Want to learn data science? Check out these 8 easy steps to set out in the right direction!
One of the most popular questions in the data science field, apart from 'What is data science?', is 'How do I learn data science?'. It's not just a question that comes from those who are new to data science, but also from those who have already been around for some time. The road to the "sexiest job of the 21st Century" or the "best job of the year" 2016 is clearly not as smooth or straightforward as one would think.
At DataCamp, our students learn data science
by doing. But we have also noticed that they continue to ask these questions. You can find a lot of opinions and advice from seasoned veterans on the Internet, but this jungle of information is not making things easier for beginners. This post is meant to present a general overview of the eight steps that you need to go through to learn data science.
The goal is not to give an exhaustive list, but rather to make this a guide for everyone that is interested in learning data science or for everyone that has already become a data scientist or part of a data science team but wants some additional resources for further perfection.
If you prefer a visual representation of this blog post, make sure to check out the corresponding infographic "Learn Data Science â?? 8 (Easy) Steps".
What Is Data Science?
Data science is still a fuzzy concept. There are and have been many definitions or attempts at definitions around, and it doesn't need to surprise that some of these have been visually represented. The most significant start of this trend or tradition was in 2010 when Drew Conway presented a Venn diagram
to define the concept "data science". In the center of the picture is data science and it is the result of the combination of hacking skills, mathematics and statistics knowledge and substantive expertise.
Over the years, there have been many Venn diagrams or other visual representations that circulated throughout the data science industry, one more successful than the other. For a chronological overview of the most significant ones, check out the article Battle of the Data Science Venn Diagrams
To make a long story short, in 2016 we got a slightly different image of what data science is. Matthew Mayo blogged a visual representation made by Gregory Piatetsky-Shapiro. There are a lot of things that are different. Two things that stand out are the fact that data science is no longer in the center of the picture and that the approach to defining data science is different. Data science is now defined through its relation to other disciplines, such as Artificial Intelligence (AI), Machine Learning (ML), Deep Learning, Big Data (BD) and Data Mining (DM). Data science is at the crossing of AI, ML, and BD and has an intrinsic relation with DM, as it is considered the superset of data mining and its successor term.

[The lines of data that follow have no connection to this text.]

//! Adult census income.
//! <https://archive.ics.uci.edu/ml/datasets/Adult>
//!
//! Only United-States rows are kept. The continuous `fnlwgt`,
//! `education-num`, `capital-gain` and `capital-loss` columns are dropped
//! along with `native-country`; age and hours-per-week are bucketed.

use super::{Dataset, Row};
use crate::bucket::bucketize_column;
use crate::error::{BayesError, Result};
use crate::loader::LoadOptions;
use crate::schema::{FeatureSpec, Schema};
use tracing::debug;

const COLUMNS: usize = 15;
const NATIVE_COUNTRY: usize = 13;
/// Removed highest index first so earlier positions stay valid.
const DROPPED: &[usize] = &[NATIVE_COUNTRY, 11, 10, 4, 2];

const AGE: usize = 0;
const HOURS_PER_WEEK: usize = 8;

/// <=20, 21-25, ..., 61-65, 66+
const AGE_BOUNDS: &[i64] = &[21, 26, 31, 36, 41, 46, 51, 56, 61, 66];
/// <5, 5-14, 15-24, ..., 85-94, 95+
const HOURS_BOUNDS: &[i64] = &[5, 15, 25, 35, 45, 55, 65, 75, 85, 95];
const ELEVEN_BUCKETS: &[&str] = &["0", "1", "2", "3", "4", "5", "6", "7", "8", "9", "10"];

pub const INCOME: Dataset = Dataset {
    name: "income",
    file: "income.data",
    load: LoadOptions {
        class_column: 14,
        delimiter: b',',
        missing_marker: Some("?"),
    },
    schema: Schema {
        negative: "<=50K",
        positive: ">50K",
        features: &[
            FeatureSpec {
                name: "age",
                categories: ELEVEN_BUCKETS,
            },
            FeatureSpec {
                name: "workclass",
                categories: &[
                    "Private",
                    "Self-emp-not-inc",
                    "Self-emp-inc",
                    "Federal-gov",
                    "Local-gov",
                    "State-gov",
                    "Without-pay",
                    "Never-worked",
                ],
            },
            FeatureSpec {
                name: "education",
                categories: &[
                    "Bachelors",
                    "Some-college",
                    "11th",
                    "HS-grad",
                    "Prof-school",
                    "Assoc-acdm",
                    "Assoc-voc",
                    "9th",
                    "7th-8th",
                    "12th",
                    "Masters",
                    "1st-4th",
                    "10th",
                    "Doctorate",
                    "5th-6th",
                    "Preschool",
                ],
            },
            FeatureSpec {
                name: "marital_status",
                categories: &[
                    "Married-civ-spouse",
                    "Divorced",
                    "Never-married",
                    "Separated",
                    "Widowed",
                    "Married-spouse-absent",
                    "Married-AF-spouse",
                ],
            },
            FeatureSpec {
                name: "occupation",
                categories: &[
                    "Tech-support",
                    "Craft-repair",
                    "Other-service",
                    "Sales",
                    "Exec-managerial",
                    "Prof-specialty",
                    "Handlers-cleaners",
                    "Machine-op-inspct",
                    "Adm-clerical",
                    "Farming-fishing",
                    "Transport-moving",
                    "Priv-house-serv",
                    "Protective-serv",
                    "Armed-Forces",
                ],
            },
            FeatureSpec {
                name: "relationship",
                categories: &[
                    "Wife",
                    "Own-child",
                    "Husband",
                    "Not-in-family",
                    "Other-relative",
                    "Unmarried",
                ],
            },
            FeatureSpec {
                name: "race",
                categories: &[
                    "White",
                    "Asian-Pac-Islander",
                    "Amer-Indian-Eskimo",
                    "Other",
                    "Black",
                ],
            },
            FeatureSpec {
                name: "sex",
                categories: &["Female", "Male"],
            },
            FeatureSpec {
                name: "hours_per_week",
                categories: ELEVEN_BUCKETS,
            },
        ],
    },
    title: "ROC curve - yearly income >$50k (income.data)",
    line_style: "b-",
    data_points: 100,
    prepare,
};

fn prepare(rows: Vec<Row>) -> Result<Vec<Row>> {
    let total = rows.len();
    let rows = rows
        .into_iter()
        .filter(|row| row.get(NATIVE_COUNTRY).map(String::as_str) == Some("United-States"))
        .map(|mut row| {
            if row.len() != COLUMNS {
                return Err(BayesError::RowLength {
                    expected: COLUMNS,
                    found: row.len(),
                });
            }
            for &column in DROPPED {
                row.remove(column);
            }
            bucketize_column(&mut row, AGE, AGE_BOUNDS)?;
            bucketize_column(&mut row, HOURS_PER_WEEK, HOURS_BOUNDS)?;
            Ok(row)
        })
        .collect::<Result<Vec<Row>>>()?;

    debug!(
        kept = rows.len(),
        dropped = total - rows.len(),
        "kept United-States rows"
    );
    Ok(rows)
}
use crate::error::{BayesError, Result};

/// Maps a numeric field to the index of the first upper bound it is below.
///
/// Values at or above the last bound land in bucket `upper_bounds.len()`.
/// `column` only feeds the error message.
pub fn bucketize(value: &str, column: usize, upper_bounds: &[i64]) -> Result<String> {
    let number: i64 = value.parse().map_err(|_| BayesError::InvalidNumber {
        column,
        value: value.to_string(),
    })?;
    let index = upper_bounds
        .iter()
        .position(|&bound| number < bound)
        .unwrap_or(upper_bounds.len());
    Ok(index.to_string())
}

/// Replaces `row[column]` with its bucket index.
pub fn bucketize_column(row: &mut [String], column: usize, upper_bounds: &[i64]) -> Result<()> {
    let field = row.get(column).ok_or(BayesError::RowLength {
        expected: column + 1,
        found: row.len(),
    })?;
    let bucket = bucketize(field, column, upper_bounds)?;
    row[column] = bucket;
    Ok(())
}

#[cfg(test)]
mod tests {
    use super::*;

    const AGES: &[i64] = &[21, 26, 31, 36, 41, 46];

    #[test]
    fn values_fall_into_half_open_buckets() {
        assert_eq!(bucketize("16", 0, AGES).unwrap(), "0");
        assert_eq!(bucketize("20", 0, AGES).unwrap(), "0");
        assert_eq!(bucketize("21", 0, AGES).unwrap(), "1");
        assert_eq!(bucketize("45", 0, AGES).unwrap(), "5");
        assert_eq!(bucketize("46", 0, AGES).unwrap(), "6");
        assert_eq!(bucketize("90", 0, AGES).unwrap(), "6");
    }

    #[test]
    fn non_numeric_value_is_rejected() {
        let err = bucketize("forty", 3, AGES).unwrap_err();
        assert_eq!(err.to_string(), "column 3: 'forty' is not a number");
    }

    #[test]
    fn column_is_rewritten_in_place() {
        let mut row = vec!["33".to_string(), "Private".to_string()];
        bucketize_column(&mut row, 0, AGES).unwrap();
        assert_eq!(row, vec!["3", "Private"]);
    }
}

These two visuals might seem completely different, but they do share a lot of similarities: the disciplines that are visualized in Piatetsky-Shapiro's picture all require hacking skills, mathematics and statistics knowledge, and substantive expertise or domain knowledge.
Data Scientist's Educational Background
There have been a lot of surveys over the past few years on the educational background of data scientists. As a result, there have also been many different results. In the O'Reilly Data Science Salary Survey of 2014
, about 28% of the respondents had a Bachelor's degree, while 44% had a Master's degree and 20% had a Ph.D. Common field that data scientists have as backgrounds are mathematics/Statistics, Computer Sciences, and Engineering. The results that are represented in the infographic are from 2016
. They are very similar to the ones of the O'Reilly survey.
In general, you could conclude that the degree that you need to have completed to become a data scientist is usually a Master's degree or Ph.D. The field that you come from is of less importance, but you have an advantage if you have a quantitative background.
Step 1. Get Good at Stats, Maths and Machine Learning
The perspective on the definition of data science might have changed over the years, but data science has remained a somewhat technical occupation. Sound knowledge of statistics, mathematics, and machine learning are still considered the main requirement for anyone to do data science.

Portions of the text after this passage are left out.